Dataset entries:
Segment Open
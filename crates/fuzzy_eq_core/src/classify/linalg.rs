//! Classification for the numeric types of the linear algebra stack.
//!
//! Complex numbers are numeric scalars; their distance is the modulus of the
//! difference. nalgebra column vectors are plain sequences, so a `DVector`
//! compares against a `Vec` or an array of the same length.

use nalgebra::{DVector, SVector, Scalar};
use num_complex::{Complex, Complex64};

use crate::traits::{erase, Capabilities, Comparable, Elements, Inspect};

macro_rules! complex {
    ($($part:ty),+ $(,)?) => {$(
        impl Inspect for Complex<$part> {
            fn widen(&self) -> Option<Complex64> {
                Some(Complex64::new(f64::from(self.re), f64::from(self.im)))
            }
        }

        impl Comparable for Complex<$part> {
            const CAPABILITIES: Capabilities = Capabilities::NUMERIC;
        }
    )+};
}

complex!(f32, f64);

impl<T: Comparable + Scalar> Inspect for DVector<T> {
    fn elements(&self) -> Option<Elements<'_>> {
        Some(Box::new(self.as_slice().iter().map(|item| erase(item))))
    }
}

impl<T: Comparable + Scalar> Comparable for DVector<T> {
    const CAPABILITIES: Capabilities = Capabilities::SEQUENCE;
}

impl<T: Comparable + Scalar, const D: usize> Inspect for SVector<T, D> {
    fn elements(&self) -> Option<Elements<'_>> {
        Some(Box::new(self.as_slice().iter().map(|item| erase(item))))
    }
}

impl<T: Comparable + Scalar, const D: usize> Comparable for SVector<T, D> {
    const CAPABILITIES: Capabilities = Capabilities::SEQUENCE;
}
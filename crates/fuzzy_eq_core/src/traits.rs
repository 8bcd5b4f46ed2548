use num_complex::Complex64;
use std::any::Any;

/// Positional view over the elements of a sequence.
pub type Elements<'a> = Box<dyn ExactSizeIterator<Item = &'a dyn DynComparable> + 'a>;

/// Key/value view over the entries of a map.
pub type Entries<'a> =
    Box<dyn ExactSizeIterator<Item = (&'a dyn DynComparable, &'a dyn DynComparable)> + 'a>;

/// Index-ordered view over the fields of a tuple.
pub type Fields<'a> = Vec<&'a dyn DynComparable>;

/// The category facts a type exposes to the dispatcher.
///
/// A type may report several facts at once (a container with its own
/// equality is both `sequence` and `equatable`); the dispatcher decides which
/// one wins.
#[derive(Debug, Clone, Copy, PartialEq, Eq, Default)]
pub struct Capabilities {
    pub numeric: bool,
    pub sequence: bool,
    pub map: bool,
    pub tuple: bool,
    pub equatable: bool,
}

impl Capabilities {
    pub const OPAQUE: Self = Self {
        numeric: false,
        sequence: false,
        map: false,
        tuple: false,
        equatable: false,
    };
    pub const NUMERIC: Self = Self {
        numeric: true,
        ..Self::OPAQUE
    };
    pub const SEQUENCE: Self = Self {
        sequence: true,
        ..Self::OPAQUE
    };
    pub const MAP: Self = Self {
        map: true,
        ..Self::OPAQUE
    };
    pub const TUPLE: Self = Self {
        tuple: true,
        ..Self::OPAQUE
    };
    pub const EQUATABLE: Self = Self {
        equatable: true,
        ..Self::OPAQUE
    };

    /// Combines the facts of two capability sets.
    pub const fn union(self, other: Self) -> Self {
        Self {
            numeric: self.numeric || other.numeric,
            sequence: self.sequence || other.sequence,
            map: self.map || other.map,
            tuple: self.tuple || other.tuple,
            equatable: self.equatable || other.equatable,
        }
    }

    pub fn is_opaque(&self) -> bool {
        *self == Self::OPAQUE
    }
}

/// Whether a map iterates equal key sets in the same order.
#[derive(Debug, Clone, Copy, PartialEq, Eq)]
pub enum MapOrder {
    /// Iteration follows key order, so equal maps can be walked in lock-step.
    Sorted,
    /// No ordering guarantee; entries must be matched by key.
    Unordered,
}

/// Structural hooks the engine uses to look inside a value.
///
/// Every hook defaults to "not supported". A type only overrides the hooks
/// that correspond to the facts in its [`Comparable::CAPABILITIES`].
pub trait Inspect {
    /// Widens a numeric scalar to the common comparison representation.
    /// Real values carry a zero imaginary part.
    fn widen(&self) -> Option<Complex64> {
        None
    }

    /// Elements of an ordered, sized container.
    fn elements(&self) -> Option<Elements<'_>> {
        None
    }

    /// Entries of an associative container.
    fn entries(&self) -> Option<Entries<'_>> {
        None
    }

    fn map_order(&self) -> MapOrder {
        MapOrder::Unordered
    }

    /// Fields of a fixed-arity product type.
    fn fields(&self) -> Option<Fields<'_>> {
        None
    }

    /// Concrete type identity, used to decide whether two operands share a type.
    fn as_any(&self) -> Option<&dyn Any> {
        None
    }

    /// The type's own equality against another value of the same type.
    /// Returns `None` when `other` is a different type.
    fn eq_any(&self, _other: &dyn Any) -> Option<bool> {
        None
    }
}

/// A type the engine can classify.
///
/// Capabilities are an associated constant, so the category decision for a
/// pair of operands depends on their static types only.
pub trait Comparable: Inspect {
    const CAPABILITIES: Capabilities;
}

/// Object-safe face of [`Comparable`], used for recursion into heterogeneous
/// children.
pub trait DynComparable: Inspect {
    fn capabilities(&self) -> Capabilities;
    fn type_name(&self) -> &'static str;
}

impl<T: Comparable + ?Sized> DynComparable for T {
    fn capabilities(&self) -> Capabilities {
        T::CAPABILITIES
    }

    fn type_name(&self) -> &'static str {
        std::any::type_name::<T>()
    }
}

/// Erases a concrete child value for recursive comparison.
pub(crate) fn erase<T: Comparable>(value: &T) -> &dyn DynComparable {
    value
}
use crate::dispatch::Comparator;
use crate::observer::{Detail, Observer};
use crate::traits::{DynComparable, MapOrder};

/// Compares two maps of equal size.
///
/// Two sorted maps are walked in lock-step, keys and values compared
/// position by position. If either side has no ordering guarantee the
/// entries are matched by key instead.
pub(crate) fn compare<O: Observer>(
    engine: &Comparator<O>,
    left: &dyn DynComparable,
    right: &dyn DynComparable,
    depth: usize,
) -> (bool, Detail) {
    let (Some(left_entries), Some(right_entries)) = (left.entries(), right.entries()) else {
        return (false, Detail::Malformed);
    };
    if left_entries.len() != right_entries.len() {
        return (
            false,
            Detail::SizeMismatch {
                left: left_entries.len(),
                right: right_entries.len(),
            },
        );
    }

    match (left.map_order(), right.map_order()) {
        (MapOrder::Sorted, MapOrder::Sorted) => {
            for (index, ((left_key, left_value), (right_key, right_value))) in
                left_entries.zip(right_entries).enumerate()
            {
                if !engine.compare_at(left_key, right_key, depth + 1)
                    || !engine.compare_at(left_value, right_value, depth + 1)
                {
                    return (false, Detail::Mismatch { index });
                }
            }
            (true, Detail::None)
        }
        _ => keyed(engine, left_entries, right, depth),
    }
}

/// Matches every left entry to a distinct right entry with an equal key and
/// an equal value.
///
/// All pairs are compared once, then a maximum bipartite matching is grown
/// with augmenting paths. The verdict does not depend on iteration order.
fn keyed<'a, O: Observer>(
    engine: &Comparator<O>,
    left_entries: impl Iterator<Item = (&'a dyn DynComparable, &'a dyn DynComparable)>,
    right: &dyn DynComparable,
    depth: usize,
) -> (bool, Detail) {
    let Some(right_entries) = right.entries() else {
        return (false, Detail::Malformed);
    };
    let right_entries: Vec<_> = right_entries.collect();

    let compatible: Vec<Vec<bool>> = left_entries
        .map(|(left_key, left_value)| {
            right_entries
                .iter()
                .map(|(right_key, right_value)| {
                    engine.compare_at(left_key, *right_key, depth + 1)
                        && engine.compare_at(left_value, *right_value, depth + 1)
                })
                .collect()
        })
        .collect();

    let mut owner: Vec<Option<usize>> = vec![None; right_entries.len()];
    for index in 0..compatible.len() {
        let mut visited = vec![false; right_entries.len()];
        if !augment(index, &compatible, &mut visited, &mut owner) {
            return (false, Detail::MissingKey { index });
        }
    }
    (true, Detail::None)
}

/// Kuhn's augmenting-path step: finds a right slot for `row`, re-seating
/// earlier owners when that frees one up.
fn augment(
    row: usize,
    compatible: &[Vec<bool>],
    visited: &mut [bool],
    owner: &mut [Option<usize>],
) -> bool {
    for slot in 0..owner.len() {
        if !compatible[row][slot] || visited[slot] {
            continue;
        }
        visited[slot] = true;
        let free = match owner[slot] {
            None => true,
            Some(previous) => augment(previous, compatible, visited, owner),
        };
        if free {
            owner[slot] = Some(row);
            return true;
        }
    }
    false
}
Segment Closed
Segment Open
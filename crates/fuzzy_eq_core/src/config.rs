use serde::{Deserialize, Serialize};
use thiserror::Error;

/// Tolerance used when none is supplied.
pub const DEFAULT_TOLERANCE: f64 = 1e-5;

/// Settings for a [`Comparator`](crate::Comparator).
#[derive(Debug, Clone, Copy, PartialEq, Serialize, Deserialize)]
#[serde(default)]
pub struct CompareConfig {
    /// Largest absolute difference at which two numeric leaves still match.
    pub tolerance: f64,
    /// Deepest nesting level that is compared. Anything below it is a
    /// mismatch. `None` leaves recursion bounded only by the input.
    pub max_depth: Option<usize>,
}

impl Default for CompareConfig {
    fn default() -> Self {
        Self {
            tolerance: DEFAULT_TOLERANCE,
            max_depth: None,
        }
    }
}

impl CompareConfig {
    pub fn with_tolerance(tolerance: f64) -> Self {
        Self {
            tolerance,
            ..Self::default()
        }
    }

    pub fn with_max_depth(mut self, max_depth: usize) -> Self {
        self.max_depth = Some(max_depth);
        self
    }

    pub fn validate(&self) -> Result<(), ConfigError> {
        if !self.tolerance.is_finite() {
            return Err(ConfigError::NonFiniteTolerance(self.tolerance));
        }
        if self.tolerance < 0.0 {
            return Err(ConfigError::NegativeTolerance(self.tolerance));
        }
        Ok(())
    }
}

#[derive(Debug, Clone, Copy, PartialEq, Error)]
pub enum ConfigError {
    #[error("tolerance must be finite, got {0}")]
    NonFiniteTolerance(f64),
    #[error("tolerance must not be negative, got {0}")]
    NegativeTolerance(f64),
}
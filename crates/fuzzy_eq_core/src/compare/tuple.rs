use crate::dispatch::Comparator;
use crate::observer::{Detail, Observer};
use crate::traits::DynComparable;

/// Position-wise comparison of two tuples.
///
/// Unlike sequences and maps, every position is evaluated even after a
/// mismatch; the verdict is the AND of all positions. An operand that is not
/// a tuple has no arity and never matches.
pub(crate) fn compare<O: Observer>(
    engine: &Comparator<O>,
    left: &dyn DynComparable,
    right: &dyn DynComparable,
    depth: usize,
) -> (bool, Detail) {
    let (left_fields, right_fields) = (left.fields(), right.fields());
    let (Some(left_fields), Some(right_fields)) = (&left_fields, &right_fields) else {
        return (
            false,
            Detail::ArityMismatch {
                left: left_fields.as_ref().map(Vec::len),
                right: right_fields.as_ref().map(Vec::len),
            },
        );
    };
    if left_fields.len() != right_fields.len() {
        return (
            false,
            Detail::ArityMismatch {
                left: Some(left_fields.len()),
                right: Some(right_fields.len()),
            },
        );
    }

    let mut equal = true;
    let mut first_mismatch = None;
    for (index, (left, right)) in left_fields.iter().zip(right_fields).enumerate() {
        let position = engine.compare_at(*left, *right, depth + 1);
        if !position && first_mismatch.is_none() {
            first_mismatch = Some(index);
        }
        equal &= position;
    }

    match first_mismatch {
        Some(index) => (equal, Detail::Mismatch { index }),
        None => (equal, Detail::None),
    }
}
Segment Closed
What are the lines, exactly as written above, from the line with "filename crates/fuzzy_eq_core/src/classify/linalg.rs" to the line with "with its own", both included? Output only those.

> **Exercise response**:
filename crates/fuzzy_eq_core/src/classify/linalg.rs
//! Classification for the numeric types of the linear algebra stack.
//!
//! Complex numbers are numeric scalars; their distance is the modulus of the
//! difference. nalgebra column vectors are plain sequences, so a `DVector`
//! compares against a `Vec` or an array of the same length.

use nalgebra::{DVector, SVector, Scalar};
use num_complex::{Complex, Complex64};

use crate::traits::{erase, Capabilities, Comparable, Elements, Inspect};

macro_rules! complex {
    ($($part:ty),+ $(,)?) => {$(
        impl Inspect for Complex<$part> {
            fn widen(&self) -> Option<Complex64> {
                Some(Complex64::new(f64::from(self.re), f64::from(self.im)))
            }
        }

        impl Comparable for Complex<$part> {
            const CAPABILITIES: Capabilities = Capabilities::NUMERIC;
        }
    )+};
}

complex!(f32, f64);

impl<T: Comparable + Scalar> Inspect for DVector<T> {
    fn elements(&self) -> Option<Elements<'_>> {
        Some(Box::new(self.as_slice().iter().map(|item| erase(item))))
    }
}

impl<T: Comparable + Scalar> Comparable for DVector<T> {
    const CAPABILITIES: Capabilities = Capabilities::SEQUENCE;
}

impl<T: Comparable + Scalar, const D: usize> Inspect for SVector<T, D> {
    fn elements(&self) -> Option<Elements<'_>> {
        Some(Box::new(self.as_slice().iter().map(|item| erase(item))))
    }
}

impl<T: Comparable + Scalar, const D: usize> Comparable for SVector<T, D> {
    const CAPABILITIES: Capabilities = Capabilities::SEQUENCE;
}
filename crates/fuzzy_eq_core/src/traits.rs
repository 8bcd5b4f46ed2548
use num_complex::Complex64;
use std::any::Any;

/// Positional view over the elements of a sequence.
pub type Elements<'a> = Box<dyn ExactSizeIterator<Item = &'a dyn DynComparable> + 'a>;

/// Key/value view over the entries of a map.
pub type Entries<'a> =
    Box<dyn ExactSizeIterator<Item = (&'a dyn DynComparable, &'a dyn DynComparable)> + 'a>;

/// Index-ordered view over the fields of a tuple.
pub type Fields<'a> = Vec<&'a dyn DynComparable>;

/// The category facts a type exposes to the dispatcher.
///
/// A type may report several facts at once (a container with its own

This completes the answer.